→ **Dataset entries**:
pub mod api;
pub mod client;
pub mod metadata;

pub use client::PlexServer;
pub use metadata::PlexGuidConverter;
use serde::{Deserialize, Serialize};
use std::collections::BTreeSet;

/// Canonical form used whenever user names are compared across servers.
pub fn normalize_username(name: &str) -> String {
    name.trim().to_lowercase()
}

/// An account with access to a media server: the owner or a shared user.
#[derive(Debug, Clone, Serialize, Deserialize, PartialEq, Eq)]
pub struct ServerUser {
    pub id: String,
    pub username: Option<String>,
    pub email: Option<String>,
    pub title: Option<String>,
    pub is_owner: bool,
    /// Sections this user can see; `None` means every section.
    pub section_ids: Option<Vec<String>>,
}

impl ServerUser {
    pub fn new(id: impl Into<String>, username: impl Into<String>) -> Self {
        Self {
            id: id.into(),
            username: Some(username.into()),
            email: None,
            title: None,
            is_owner: false,
            section_ids: None,
        }
    }

    pub fn owner(id: impl Into<String>, username: impl Into<String>) -> Self {
        Self {
            is_owner: true,
            ..Self::new(id, username)
        }
    }

    pub fn with_sections<I, S>(mut self, sections: I) -> Self
    where
        I: IntoIterator<Item = S>,
        S: Into<String>,
    {
        self.section_ids = Some(sections.into_iter().map(Into::into).collect());
        self
    }

    /// Username, then email, then title, then id; the first non-blank wins.
    pub fn display_name(&self) -> String {
        [&self.username, &self.email, &self.title]
            .into_iter()
            .flatten()
            .map(|s| s.trim())
            .find(|s| !s.is_empty())
            .unwrap_or_else(|| self.id.trim())
            .to_string()
    }

    /// Every normalized name this user may be referred to by.
    pub fn aliases(&self) -> BTreeSet<String> {
        [&self.username, &self.email, &self.title]
            .into_iter()
            .flatten()
            .map(|s| normalize_username(s))
            .filter(|s| !s.is_empty())
            .collect()
    }

    pub fn matches_name(&self, name: &str) -> bool {
        let name = normalize_username(name);
        !name.is_empty() && self.aliases().contains(&name)
    }

    pub fn can_see(&self, section_id: &str) -> bool {
        match &self.section_ids {
            None => true,
            Some(ids) => ids.iter().any(|id| id == section_id),
        }
    }
}

#[cfg(test)]
mod tests {
    use super::*;

    #[test]
    fn test_display_name_fallback() {
        let mut user = ServerUser::new("7", "");
        user.email = Some("  ".to_string());
        user.title = Some("Alice Home".to_string());
        assert_eq!(user.display_name(), "Alice Home");

        user.title = None;
        assert_eq!(user.display_name(), "7");
    }

    #[test]
    fn test_matches_name_is_case_insensitive() {
        let mut user = ServerUser::new("1", "Alice");
        user.email = Some("alice@example.com".to_string());
        assert!(user.matches_name(" ALICE "));
        assert!(user.matches_name("Alice@Example.com"));
        assert!(!user.matches_name("bob"));
        assert!(!user.matches_name(""));
    }

    #[test]
    fn test_section_visibility() {
        let user = ServerUser::new("1", "bob").with_sections(["1", "3"]);
        assert!(user.can_see("3"));
        assert!(!user.can_see("2"));
        assert!(ServerUser::owner("0", "me").can_see("2"));
    }
}
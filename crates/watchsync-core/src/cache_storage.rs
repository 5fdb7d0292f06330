use anyhow::Result;
use bincode::{deserialize, serialize};
use flate2::{read::GzDecoder, write::GzEncoder, Compression};
use std::io::{Read, Write};
use std::path::{Path, PathBuf};
use tracing::{debug, info, warn};

use crate::cache::CacheData;

pub const CACHE_FORMAT_VERSION: u32 = 2;

/// On-disk form of the match cache: bincode, gzip-compressed, replaced atomically.
pub struct CacheStorage {
    cache_path: PathBuf,
}

impl CacheStorage {
    pub fn new(cache_dir: &Path) -> Self {
        Self {
            cache_path: cache_dir.join("watchsync-cache.bin"),
        }
    }

    pub fn path(&self) -> &Path {
        &self.cache_path
    }

    /// Load the cache, starting empty when the file is missing or unreadable.
    pub fn load(&self) -> Result<CacheData> {
        if !self.cache_path.exists() {
            debug!("Cache file {:?} does not exist, starting with an empty cache", self.cache_path);
            return Ok(CacheData::default());
        }

        let start = std::time::Instant::now();
        let data = std::fs::read(&self.cache_path)?;

        let mut decompressed = Vec::new();
        let decoded = GzDecoder::new(&data[..])
            .read_to_end(&mut decompressed)
            .map_err(anyhow::Error::from)
            .and_then(|_| deserialize::<CacheData>(&decompressed).map_err(anyhow::Error::from));

        let cache = match decoded {
            Ok(cache) if cache.version == CACHE_FORMAT_VERSION => cache,
            Ok(cache) => {
                self.backup(&format!("format version {} != {}", cache.version, CACHE_FORMAT_VERSION));
                return Ok(CacheData::default());
            }
            Err(e) => {
                self.backup(&e.to_string());
                return Ok(CacheData::default());
            }
        };

        info!(
            "Loaded cache: {} key entries, {} section listings, {} conversions in {:?}",
            cache.keys.len(),
            cache.listings.len(),
            cache.conversions.len(),
            start.elapsed()
        );
        Ok(cache)
    }

    fn backup(&self, reason: &str) {
        let backup_path = self.cache_path.with_extension("bin.bak");
        match std::fs::rename(&self.cache_path, &backup_path) {
            Ok(()) => info!(
                "Cache file incompatible ({}). Moved it to {:?} and starting with an empty cache.",
                reason, backup_path
            ),
            Err(e) => warn!(
                "Cache file incompatible ({}) and could not be moved aside: {}. Starting with an empty cache.",
                reason, e
            ),
        }
    }

    pub fn save(&self, cache: &CacheData) -> Result<()> {
        let start = std::time::Instant::now();
        if let Some(parent) = self.cache_path.parent() {
            std::fs::create_dir_all(parent)?;
        }

        let serialized = serialize(cache)?;
        let mut encoder = GzEncoder::new(Vec::new(), Compression::default());
        encoder.write_all(&serialized)?;
        let encoded = encoder.finish()?;

        let temp_path = self.cache_path.with_extension("tmp");
        std::fs::write(&temp_path, encoded)?;
        std::fs::rename(&temp_path, &self.cache_path)?;

        info!(
            "Saved cache: {} key entries, {} section listings in {:?}",
            cache.keys.len(),
            cache.listings.len(),
            start.elapsed()
        );
        Ok(())
    }

    pub fn remove(&self) -> Result<bool> {
        if self.cache_path.exists() {
            std::fs::remove_file(&self.cache_path)?;
            Ok(true)
        } else {
            Ok(false)
        }
    }

    pub fn size(&self) -> Result<u64> {
        if self.cache_path.exists() {
            Ok(std::fs::metadata(&self.cache_path)?.len())
        } else {
            Ok(0)
        }
    }
}

#[cfg(test)]
mod tests {
    use super::*;
    use crate::cache::CachedListing;
    use chrono::Utc;
    use watchsync_models::{MediaItem, MediaKind};

    #[test]
    fn test_save_and_load() {
        let dir = tempfile::tempdir().unwrap();
        let storage = CacheStorage::new(dir.path());

        let mut data = CacheData::default();
        data.listings.insert(
            "srv|1".to_string(),
            CachedListing {
                cached_at: Utc::now(),
                items: vec![MediaItem::new("10", "1", MediaKind::Movie, "Foo").with_year(1999)],
            },
        );
        storage.save(&data).unwrap();
        assert!(storage.size().unwrap() > 0);

        let loaded = storage.load().unwrap();
        assert_eq!(loaded.listings["srv|1"].items[0].title, "Foo");
        assert_eq!(loaded.version, CACHE_FORMAT_VERSION);
    }

    #[test]
    fn test_corrupt_file_is_moved_aside() {
        let dir = tempfile::tempdir().unwrap();
        let storage = CacheStorage::new(dir.path());
        std::fs::write(storage.path(), b"not a cache").unwrap();

        let loaded = storage.load().unwrap();
        assert!(loaded.keys.is_empty());
        assert!(!storage.path().exists());
        assert!(dir.path().join("watchsync-cache.bin.bak").exists());
    }

    #[test]
    fn test_remove() {
        let dir = tempfile::tempdir().unwrap();
        let storage = CacheStorage::new(dir.path());
        assert!(!storage.remove().unwrap());
        storage.save(&CacheData::default()).unwrap();
        assert!(storage.remove().unwrap());
    }
}
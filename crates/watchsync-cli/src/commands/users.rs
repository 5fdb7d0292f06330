use super::config::{load_config, load_credentials};
use crate::output::{new_table, Output};
use color_eyre::eyre::eyre;
use color_eyre::Result;
use comfy_table::{Attribute, Cell, Color};
use serde_json::json;
use watchsync_config::{PathManager, Role};
use watchsync_core::UserFilter;
use watchsync_models::{Section, ServerUser};
use watchsync_sources::create_server;

/// List the sections and users one server exposes, marking those the configured filter selects.
pub async fn run_users(role: Role, output: &Output) -> Result<()> {
    let paths = PathManager::default();
    let config = load_config(&paths)?;
    let credentials = load_credentials(&paths)?;
    let server = create_server(role, &config, &credentials)
        .map_err(|e| eyre!("Cannot set up the {} server: {}", role, e))?;

    let info = server
        .connect()
        .await
        .map_err(|e| eyre!("Cannot reach the {} server: {}", role, e))?;
    let sections = server.list_sections().await?;
    let users = server.list_users().await?;
    let filter = UserFilter::new(config.sync.users.iter());

    if !output.is_human() {
        let users: Vec<_> = users
            .iter()
            .map(|u| {
                json!({
                    "id": u.id,
                    "name": u.display_name(),
                    "owner": u.is_owner,
                    "selected": filter.matches(u),
                    "sections": u.section_ids,
                })
            })
            .collect();
        output.json(&json!({
            "type": "users",
            "server": info.name,
            "sections": sections,
            "users": users,
        }));
        return Ok(());
    }

    output.info(format!(
        "{} server: {} ({})",
        role,
        info.name,
        info.version.as_deref().unwrap_or("unknown version")
    ));
    output.table(&sections_table(&sections));
    output.table(&users_table(&users, &sections, &filter));
    for name in filter.unmatched(&users) {
        output.warn(format!("Configured user '{}' does not exist on the {} server", name, role));
    }
    Ok(())
}

fn sections_table(sections: &[Section]) -> comfy_table::Table {
    let mut table = new_table();
    table.set_header(vec![
        Cell::new("Section").add_attribute(Attribute::Bold),
        Cell::new("Title"),
        Cell::new("Kind"),
        Cell::new("Agent"),
    ]);
    for section in sections {
        table.add_row(vec![
            Cell::new(&section.id),
            Cell::new(&section.title),
            Cell::new(section.kind.to_string()),
            Cell::new(section.agent.as_deref().unwrap_or("-")),
        ]);
    }
    table
}

fn users_table(users: &[ServerUser], sections: &[Section], filter: &UserFilter) -> comfy_table::Table {
    let mut table = new_table();
    table.set_header(vec![
        Cell::new("User").add_attribute(Attribute::Bold),
        Cell::new("Id"),
        Cell::new("Sections"),
        Cell::new("Selected"),
    ]);
    for user in users {
        let mut name = user.display_name();
        if user.is_owner {
            name.push_str(" (owner)");
        }
        let visible = match &user.section_ids {
            None => "all".to_string(),
            Some(ids) => sections
                .iter()
                .filter(|s| ids.contains(&s.id))
                .map(|s| s.title.as_str())
                .collect::<Vec<_>>()
                .join(", "),
        };
        let selected = if filter.matches(user) {
            Cell::new("yes").fg(Color::Green)
        } else {
            Cell::new("no").fg(Color::DarkGrey)
        };
        table.add_row(vec![Cell::new(name), Cell::new(&user.id), Cell::new(visible), selected]);
    }
    table
}

#[cfg(test)]
mod tests {
    use super::*;
    use watchsync_models::MediaKind;

    #[test]
    fn test_users_table_lists_visible_sections() {
        let sections = vec![
            Section::new("1", "Movies", MediaKind::Movie),
            Section::new("2", "TV Shows", MediaKind::Episode),
        ];
        let users = vec![
            ServerUser::owner("1", "alice"),
            ServerUser::new("2", "bob").with_sections(["2"]),
        ];
        let filter = UserFilter::new(["Bob"]);
        let rendered = users_table(&users, &sections, &filter).to_string();
        assert!(rendered.contains("alice (owner)"));
        assert!(rendered.contains("TV Shows"));
        assert_eq!(rendered.matches("yes").count(), 1);
    }
}
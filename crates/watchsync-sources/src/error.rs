use thiserror::Error;

/// Failure talking to a media server.
#[derive(Debug, Error)]
pub enum SourceError {
    #[error("server unreachable: {0}")]
    Unreachable(String),
    #[error("unauthorized: {0}")]
    Unauthorized(String),
    #[error("not found: {0}")]
    NotFound(String),
    #[error("request rejected (HTTP {status}): {message}")]
    Rejected { status: u16, message: String },
    #[error("{0}")]
    Api(String),
}

impl SourceError {
    /// Errors that mean the server as a whole cannot be used.
    pub fn is_connectivity(&self) -> bool {
        matches!(self, SourceError::Unreachable(_) | SourceError::Unauthorized(_))
    }

    pub fn from_status(status: reqwest::StatusCode, message: impl Into<String>) -> Self {
        let message = message.into();
        match status.as_u16() {
            401 | 403 => SourceError::Unauthorized(message),
            404 => SourceError::NotFound(message),
            code => SourceError::Rejected { status: code, message },
        }
    }
}

impl From<reqwest::Error> for SourceError {
    fn from(e: reqwest::Error) -> Self {
        if e.is_connect() || e.is_timeout() {
            SourceError::Unreachable(e.to_string())
        } else if let Some(status) = e.status() {
            SourceError::from_status(status, e.to_string())
        } else {
            SourceError::Api(e.to_string())
        }
    }
}

impl From<anyhow::Error> for SourceError {
    fn from(e: anyhow::Error) -> Self {
        // Keep the typed error when one is at the root of the chain
        match e.downcast::<SourceError>() {
            Ok(source) => source,
            Err(e) => match e.downcast::<reqwest::Error>() {
                Ok(http) => http.into(),
                Err(e) => SourceError::Api(format!("{:#}", e)),
            },
        }
    }
}
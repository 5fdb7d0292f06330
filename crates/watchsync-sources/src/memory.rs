use async_trait::async_trait;
use chrono::Utc;
use std::collections::{HashMap, HashSet};
use std::sync::atomic::{AtomicUsize, Ordering};
use tokio::sync::RwLock;
use watchsync_models::{MediaItem, Section, ServerUser, WatchState};

use crate::error::SourceError;
use crate::traits::{MediaServer, ServerInfo};

/// A media server held entirely in memory.
///
/// Behaves like a real server for every read and mutation, and can be told
/// to fail specific sections or items. Used to exercise the sync engine
/// without a network.
pub struct InMemoryServer {
    label: String,
    identity: String,
    sections: Vec<Section>,
    items: HashMap<String, Vec<MediaItem>>,
    users: Vec<ServerUser>,
    states: RwLock<HashMap<(String, String), WatchState>>,
    unreachable: bool,
    failing_sections: HashSet<String>,
    failing_items: HashSet<String>,
    mutations: AtomicUsize,
    item_listings: AtomicUsize,
}

impl InMemoryServer {
    pub fn new(label: impl Into<String>, identity: impl Into<String>) -> Self {
        Self {
            label: label.into(),
            identity: identity.into(),
            sections: Vec::new(),
            items: HashMap::new(),
            users: Vec::new(),
            states: RwLock::new(HashMap::new()),
            unreachable: false,
            failing_sections: HashSet::new(),
            failing_items: HashSet::new(),
            mutations: AtomicUsize::new(0),
            item_listings: AtomicUsize::new(0),
        }
    }

    pub fn with_section(mut self, section: Section, items: Vec<MediaItem>) -> Self {
        self.items.insert(section.id.clone(), items);
        self.sections.push(section);
        self
    }

    pub fn with_user(mut self, user: ServerUser) -> Self {
        self.users.push(user);
        self
    }

    pub fn with_state(mut self, user_id: &str, rating_key: &str, state: WatchState) -> Self {
        self.states
            .get_mut()
            .insert((user_id.to_string(), rating_key.to_string()), state);
        self
    }

    /// Every call fails as if the server were down.
    pub fn unreachable(mut self) -> Self {
        self.unreachable = true;
        self
    }

    /// Listing this section fails.
    pub fn fail_section(mut self, section_id: &str) -> Self {
        self.failing_sections.insert(section_id.to_string());
        self
    }

    /// Mutations of this item are rejected.
    pub fn fail_mutations_for(mut self, rating_key: &str) -> Self {
        self.failing_items.insert(rating_key.to_string());
        self
    }

    pub async fn state(&self, user_id: &str, rating_key: &str) -> WatchState {
        self.states
            .read()
            .await
            .get(&(user_id.to_string(), rating_key.to_string()))
            .cloned()
            .unwrap_or_default()
    }

    /// Number of successful mutations so far.
    pub fn mutation_count(&self) -> usize {
        self.mutations.load(Ordering::SeqCst)
    }

    /// Number of `list_items` calls so far.
    pub fn item_listing_count(&self) -> usize {
        self.item_listings.load(Ordering::SeqCst)
    }

    fn check_reachable(&self) -> Result<(), SourceError> {
        if self.unreachable {
            Err(SourceError::Unreachable(format!("{} is offline", self.identity)))
        } else {
            Ok(())
        }
    }

    fn check_known(&self, user: &ServerUser, item: &MediaItem) -> Result<(), SourceError> {
        self.check_reachable()?;
        if !self.users.iter().any(|u| u.id == user.id) {
            return Err(SourceError::Unauthorized(format!("unknown user {}", user.display_name())));
        }
        let known = self
            .items
            .get(&item.section_id)
            .map(|items| items.iter().any(|i| i.rating_key == item.rating_key))
            .unwrap_or(false);
        if !known {
            return Err(SourceError::NotFound(format!("item {}", item.rating_key)));
        }
        Ok(())
    }

    async fn mutate<F>(&self, user: &ServerUser, item: &MediaItem, change: F) -> Result<(), SourceError>
    where
        F: FnOnce(&mut WatchState) + Send,
    {
        self.check_known(user, item)?;
        if self.failing_items.contains(&item.rating_key) {
            return Err(SourceError::Rejected {
                status: 500,
                message: format!("mutation of {} refused", item.rating_key),
            });
        }
        let mut states = self.states.write().await;
        let state = states
            .entry((user.id.clone(), item.rating_key.clone()))
            .or_default();
        change(state);
        self.mutations.fetch_add(1, Ordering::SeqCst);
        Ok(())
    }
}

#[async_trait]
impl MediaServer for InMemoryServer {
    fn label(&self) -> &str {
        &self.label
    }

    async fn connect(&self) -> Result<ServerInfo, SourceError> {
        self.check_reachable()?;
        Ok(ServerInfo {
            identity: self.identity.clone(),
            name: self.label.clone(),
            version: None,
        })
    }

    async fn list_sections(&self) -> Result<Vec<Section>, SourceError> {
        self.check_reachable()?;
        Ok(self.sections.clone())
    }

    async fn list_items(&self, section: &Section) -> Result<Vec<MediaItem>, SourceError> {
        self.check_reachable()?;
        self.item_listings.fetch_add(1, Ordering::SeqCst);
        if self.failing_sections.contains(&section.id) {
            return Err(SourceError::Rejected {
                status: 500,
                message: format!("section {} is unavailable", section.id),
            });
        }
        self.items
            .get(&section.id)
            .cloned()
            .ok_or_else(|| SourceError::NotFound(format!("section {}", section.id)))
    }

    async fn list_users(&self) -> Result<Vec<ServerUser>, SourceError> {
        self.check_reachable()?;
        Ok(self.users.clone())
    }

    async fn get_watch_state(&self, user: &ServerUser, item: &MediaItem) -> Result<WatchState, SourceError> {
        self.check_known(user, item)?;
        Ok(self.state(&user.id, &item.rating_key).await)
    }

    async fn mark_watched(&self, user: &ServerUser, item: &MediaItem) -> Result<(), SourceError> {
        self.mutate(user, item, |state| {
            state.is_watched = true;
            state.view_count += 1;
            state.view_offset_ms = None;
            state.view_percent = None;
            state.last_viewed_at = Some(Utc::now());
        })
        .await
    }

    async fn mark_unwatched(&self, user: &ServerUser, item: &MediaItem) -> Result<(), SourceError> {
        self.mutate(user, item, |state| {
            state.is_watched = false;
            state.view_count = 0;
            state.view_offset_ms = None;
            state.view_percent = None;
        })
        .await
    }

    async fn set_rating(&self, user: &ServerUser, item: &MediaItem, rating: f32) -> Result<(), SourceError> {
        self.mutate(user, item, |state| state.user_rating = Some(rating)).await
    }

    async fn update_progress(&self, user: &ServerUser, item: &MediaItem, offset_ms: u64) -> Result<(), SourceError> {
        self.mutate(user, item, |state| state.view_offset_ms = Some(offset_ms)).await
    }
}

#[cfg(test)]
mod tests {
    use super::*;
    use watchsync_models::MediaKind;

    fn server() -> (InMemoryServer, ServerUser, MediaItem) {
        let user = ServerUser::owner("1", "alice");
        let item = MediaItem::new("10", "1", MediaKind::Movie, "Foo");
        let server = InMemoryServer::new("test", "mem-1")
            .with_section(Section::new("1", "Movies", MediaKind::Movie), vec![item.clone()])
            .with_user(user.clone());
        (server, user, item)
    }

    #[tokio::test]
    async fn test_mutations_update_state() {
        let (server, user, item) = server();
        server.mark_watched(&user, &item).await.unwrap();
        server.mark_watched(&user, &item).await.unwrap();
        server.set_rating(&user, &item, 7.0).await.unwrap();

        let state = server.get_watch_state(&user, &item).await.unwrap();
        assert!(state.is_watched);
        assert_eq!(state.view_count, 2);
        assert_eq!(state.user_rating, Some(7.0));
        assert_eq!(server.mutation_count(), 3);

        server.mark_unwatched(&user, &item).await.unwrap();
        let state = server.get_watch_state(&user, &item).await.unwrap();
        assert!(!state.is_watched);
        assert_eq!(state.view_count, 0);
        assert_eq!(state.user_rating, Some(7.0));
    }

    #[tokio::test]
    async fn test_default_bulk_listing() {
        let (server, user, item) = server();
        let server = server.with_state("1", "10", WatchState::watched(4));
        let section = server.list_sections().await.unwrap().remove(0);
        let states = server.list_watch_states(&user, &section, &[item]).await.unwrap();
        assert_eq!(states["10"].view_count, 4);
    }

    #[tokio::test]
    async fn test_failure_injection() {
        let (server, user, item) = server();
        let server = server.fail_mutations_for("10").fail_section("1");
        assert!(server.mark_watched(&user, &item).await.is_err());
        let section = Section::new("1", "Movies", MediaKind::Movie);
        assert!(server.list_items(&section).await.is_err());

        let offline = InMemoryServer::new("down", "mem-2").unreachable();
        assert!(offline.connect().await.unwrap_err().is_connectivity());
    }

    #[tokio::test]
    async fn test_unknown_user_is_rejected() {
        let (server, _, item) = server();
        let stranger = ServerUser::new("99", "mallory");
        assert!(matches!(
            server.get_watch_state(&stranger, &item).await,
            Err(SourceError::Unauthorized(_))
        ));
    }
}
//! Tokenizer for include directives.
//!
//! The scanner walks a byte buffer once and yields [`Token`]s lazily. It knows
//! nothing about the filesystem; resolving `FileRef` tokens is the composer's
//! job.

use crate::config::Delimiters;
use memchr::memmem::Finder;
use std::borrow::Cow;

const UNCLOSED_DIRECTIVE: &[u8] = b"unclosed include directive";

/// Kind of a scanned token
#[derive(Debug, Clone, Copy, PartialEq, Eq)]
pub enum TokenKind {
    /// Plain text between directives
    Text,
    /// The left delimiter of a directive
    LeftDelim,
    /// The right delimiter of a directive
    RightDelim,
    /// The path text between the delimiters
    FileRef,
    /// Input exhausted without errors
    EndOfInput,
    /// Scanning failed; the value holds a diagnostic
    Error,
}

/// A token produced by the [`Scanner`]
#[derive(Debug, Clone, Copy, PartialEq, Eq)]
pub struct Token<'a> {
    pub kind: TokenKind,
    /// Byte offset of the token in the source
    pub position: usize,
    pub value: &'a [u8],
}

impl Token<'_> {
    /// The token value as text, lossily decoded
    pub fn text(&self) -> Cow<'_, str> {
        String::from_utf8_lossy(self.value)
    }
}

#[derive(Debug, Clone, Copy, PartialEq, Eq)]
enum State {
    Text,
    LeftDelim,
    Filename,
    RightDelim,
    Done,
}

/// Single-pass, pull-based scanner over an input buffer
#[derive(Debug)]
pub struct Scanner<'a> {
    input: &'a [u8],
    left: Finder<'a>,
    right: Finder<'a>,
    start: usize,
    pos: usize,
    state: State,
}

/// Scans `input` for include directives wrapped in `delimiters`
pub fn scan<'a>(input: &'a [u8], delimiters: &'a Delimiters) -> Scanner<'a> {
    Scanner::new(input, delimiters)
}

impl<'a> Scanner<'a> {
    pub fn new(input: &'a [u8], delimiters: &'a Delimiters) -> Self {
        Self {
            input,
            left: Finder::new(delimiters.left()),
            right: Finder::new(delimiters.right()),
            start: 0,
            pos: 0,
            state: State::Text,
        }
    }

    fn emit(&mut self, kind: TokenKind) -> Token<'a> {
        let token = Token {
            kind,
            position: self.start,
            value: &self.input[self.start..self.pos],
        };
        self.start = self.pos;
        token
    }

    fn fail(&mut self) -> Token<'a> {
        self.state = State::Done;
        Token {
            kind: TokenKind::Error,
            position: self.start,
            value: UNCLOSED_DIRECTIVE,
        }
    }

    fn lex_text(&mut self) -> Option<Token<'a>> {
        match self.left.find(&self.input[self.pos..]) {
            Some(offset) => {
                self.pos += offset;
                self.state = State::LeftDelim;
                if self.pos > self.start {
                    return Some(self.emit(TokenKind::Text));
                }
                None
            }
            None => {
                self.pos = self.input.len();
                if self.pos > self.start {
                    return Some(self.emit(TokenKind::Text));
                }
                self.state = State::Done;
                Some(self.emit(TokenKind::EndOfInput))
            }
        }
    }

    fn lex_filename(&mut self) -> Token<'a> {
        let rest = &self.input[self.pos..];
        let line_end = memchr::memchr2(b'\n', b'\r', rest);
        // A closing delimiter may start at the line break itself
        let window = match line_end {
            Some(end) => &rest[..(end + self.right.needle().len()).min(rest.len())],
            None => rest,
        };
        match self.right.find(window) {
            Some(offset) if line_end.is_none_or(|end| offset <= end) => {
                self.pos += offset;
                self.state = State::RightDelim;
                self.emit(TokenKind::FileRef)
            }
            _ => self.fail(),
        }
    }
}

impl<'a> Iterator for Scanner<'a> {
    type Item = Token<'a>;

    fn next(&mut self) -> Option<Token<'a>> {
        loop {
            match self.state {
                State::Text => {
                    if let Some(token) = self.lex_text() {
                        return Some(token);
                    }
                }
                State::LeftDelim => {
                    self.pos += self.left.needle().len();
                    self.state = State::Filename;
                    return Some(self.emit(TokenKind::LeftDelim));
                }
                State::Filename => return Some(self.lex_filename()),
                State::RightDelim => {
                    self.pos += self.right.needle().len();
                    self.state = State::Text;
                    return Some(self.emit(TokenKind::RightDelim));
                }
                State::Done => return None,
            }
        }
    }
}

impl std::iter::FusedIterator for Scanner<'_> {}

→ **WORK ORDER**: Working from the records above, write out verbatim only the lines from the line containing "use memchr::memmem::Finder;" through the line containing "fn lex_text(&mut self)".

→ **EXERCISE SOLUTION**:
use memchr::memmem::Finder;
use std::borrow::Cow;

const UNCLOSED_DIRECTIVE: &[u8] = b"unclosed include directive";

/// Kind of a scanned token
#[derive(Debug, Clone, Copy, PartialEq, Eq)]
pub enum TokenKind {
    /// Plain text between directives
    Text,
    /// The left delimiter of a directive
    LeftDelim,
    /// The right delimiter of a directive
    RightDelim,
    /// The path text between the delimiters
    FileRef,
    /// Input exhausted without errors
    EndOfInput,
    /// Scanning failed; the value holds a diagnostic
    Error,
}

/// A token produced by the [`Scanner`]
#[derive(Debug, Clone, Copy, PartialEq, Eq)]
pub struct Token<'a> {
    pub kind: TokenKind,
    /// Byte offset of the token in the source
    pub position: usize,
    pub value: &'a [u8],
}

impl Token<'_> {
    /// The token value as text, lossily decoded
    pub fn text(&self) -> Cow<'_, str> {
        String::from_utf8_lossy(self.value)
    }
}

#[derive(Debug, Clone, Copy, PartialEq, Eq)]
enum State {
    Text,
    LeftDelim,
    Filename,
    RightDelim,
    Done,
}

/// Single-pass, pull-based scanner over an input buffer
#[derive(Debug)]
pub struct Scanner<'a> {
    input: &'a [u8],
    left: Finder<'a>,
    right: Finder<'a>,
    start: usize,
    pos: usize,
    state: State,
}

/// Scans `input` for include directives wrapped in `delimiters`
pub fn scan<'a>(input: &'a [u8], delimiters: &'a Delimiters) -> Scanner<'a> {
    Scanner::new(input, delimiters)
}

impl<'a> Scanner<'a> {
    pub fn new(input: &'a [u8], delimiters: &'a Delimiters) -> Self {
        Self {
            input,
            left: Finder::new(delimiters.left()),
            right: Finder::new(delimiters.right()),
            start: 0,
            pos: 0,
            state: State::Text,
        }
    }

    fn emit(&mut self, kind: TokenKind) -> Token<'a> {
        let token = Token {
            kind,
            position: self.start,
            value: &self.input[self.start..self.pos],
        };
        self.start = self.pos;
        token
    }

    fn fail(&mut self) -> Token<'a> {
        self.state = State::Done;
        Token {
            kind: TokenKind::Error,
            position: self.start,
            value: UNCLOSED_DIRECTIVE,
        }
    }

    fn lex_text(&mut self) -> Option<Token<'a>> {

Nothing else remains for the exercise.